You're entitled to your opinion (however wrong it may be :-) but I'm not sure I understand the comment vis-a-vis ST2 and TM. They have very similar windowing paradigms. Both let you have multiple document windows, and multiple tabs within a window. ST2 even allows you to drag a tab from one window to another, which TM doesn't. The only real difference as far as I can tell is that TM has dialogs (such as Find) as a separate window, where ST2 incorporates them into a panel in the current window.
And for the record, I have completely the opposite opinion of windows and real-estate management. I find separate windows a pain, especially on a laptop. Some window is always obscuring the one I want to look at, and I'm constantly re-arranging them so I can see the relevant portion of something. I love the split-pane view where I can work on one document and refer to another without worrying about them overlapping. I hope TM2 supports some form of split panes, in addition to multiple windows and multiple tabs per window.
Deal breaker for me that it doesn’t run ™ bundles, and worse, that it forces you to use Python: I write all mine in shell and php…
t
On 11 May 2011, at 8:58 AM, Jerry wrote:
On May 10, 2011, at 10:11 AM, Yong Bakos wrote:
I'm a long-time emacs and TextMate user. Just this past month I tried Sublime Text 2 -- and I've fallen in love with an editor again.

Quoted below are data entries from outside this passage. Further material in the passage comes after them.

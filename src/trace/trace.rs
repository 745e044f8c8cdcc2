use serde::{Deserialize, Serialize};
use std::time::{SystemTime, UNIX_EPOCH};

/// One applied action, as written to the progress trace.
#[derive(Debug, Clone, PartialEq, Serialize, Deserialize)]
pub struct TraceEvent {
    pub timestamp_ms: u128,
    pub step: u64,
    pub action: String,

    /// Whether the action's screen was checked before it ran
    pub screen_checked: bool,

    /// Outcome status after the action: passing, flagging or failing
    pub outcome: String,

    /// Diagnostic appended by this action, if any
    #[serde(skip_serializing_if = "Option::is_none")]
    pub message: Option<String>,

    /// Action was skipped because the scenario had already failed
    #[serde(default)]
    pub skipped: bool,
}

impl TraceEvent {
    pub fn now(step: u64, action: &str) -> Self {
        Self {
            timestamp_ms: SystemTime::now()
                .duration_since(UNIX_EPOCH)
                .map(|d| d.as_millis())
                .unwrap_or_default(),
            step,
            action: action.to_string(),
            screen_checked: false,
            outcome: String::new(),
            message: None,
            skipped: false,
        }
    }

    pub fn with_screen_check(mut self, checked: bool) -> Self {
        self.screen_checked = checked;
        self
    }

    pub fn with_outcome(mut self, status: impl ToString) -> Self {
        self.outcome = status.to_string();
        self
    }

    pub fn with_message(mut self, message: Option<&str>) -> Self {
        self.message = message.map(str::to_string);
        self
    }

    pub fn skipped(mut self) -> Self {
        self.skipped = true;
        self
    }
}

I took a look several days ago and was only slightly impressed, partly because it has no Ada language smarts and I didn't actually use it for much--just a little C and Python. I'll keep my eye on it though. I think I mentioned this before, but the everything-in-one-window paradigm sucks IMHO especially on a laptop--it's just crappy real estate management.
Ooh python! I'll have to look at it now :)
On 11 maj 2011, at 17:03, Timothy Bates timothy.c.bates@gmail.com wrote:
Deal breaker for me that it doesn’t run ™ bundles, and worse, that it forces you to use Python: I write all mine in shell and php…
t
On 11 May 2011, at 8:58 AM, Jerry wrote:
On May 10, 2011, at 10:11 AM, Yong Bakos wrote:
I'm a long-time emacs and TextMate user. Just this past month I tried Sublime Text 2 -- and I've fallen in love with an editor again.
I took a look several days ago and was only slightly impressed, partly because it has no Ada language smarts and I didn't actually use it for much--just a little C and Python. I'll keep my eye on it though. I think I mentioned this before, but the everything-in-one-window paradigm sucks IMHO especially on a laptop--it's just crappy real estate management.